• PROVIDED DATA:
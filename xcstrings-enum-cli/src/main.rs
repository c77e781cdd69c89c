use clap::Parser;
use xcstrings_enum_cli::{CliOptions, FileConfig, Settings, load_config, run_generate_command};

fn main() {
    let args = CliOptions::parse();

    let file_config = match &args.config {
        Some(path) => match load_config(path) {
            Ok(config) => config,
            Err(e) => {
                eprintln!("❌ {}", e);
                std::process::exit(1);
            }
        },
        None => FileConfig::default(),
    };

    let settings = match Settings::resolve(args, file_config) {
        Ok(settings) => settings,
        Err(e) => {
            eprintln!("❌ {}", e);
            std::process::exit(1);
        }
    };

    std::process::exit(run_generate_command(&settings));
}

• YOUR GOAL: Set out every record in full, exactly as given.

• ANSWER SECTION:
filename xcstrings-enum-cli/src/main.rs
repository c77e781cdd69c89c
use clap::Parser;
use xcstrings_enum_cli::{CliOptions, FileConfig, Settings, load_config, run_generate_command};

fn main() {
    let args = CliOptions::parse();

    let file_config = match &args.config {
        Some(path) => match load_config(path) {
            Ok(config) => config,
            Err(e) => {
                eprintln!("❌ {}", e);
                std::process::exit(1);
            }
        },
        None => FileConfig::default(),
    };

    let settings = match Settings::resolve(args, file_config) {
        Ok(settings) => settings,
        Err(e) => {
            eprintln!("❌ {}", e);
            std::process::exit(1);
        }
    };

    std::process::exit(run_generate_command(&settings));
}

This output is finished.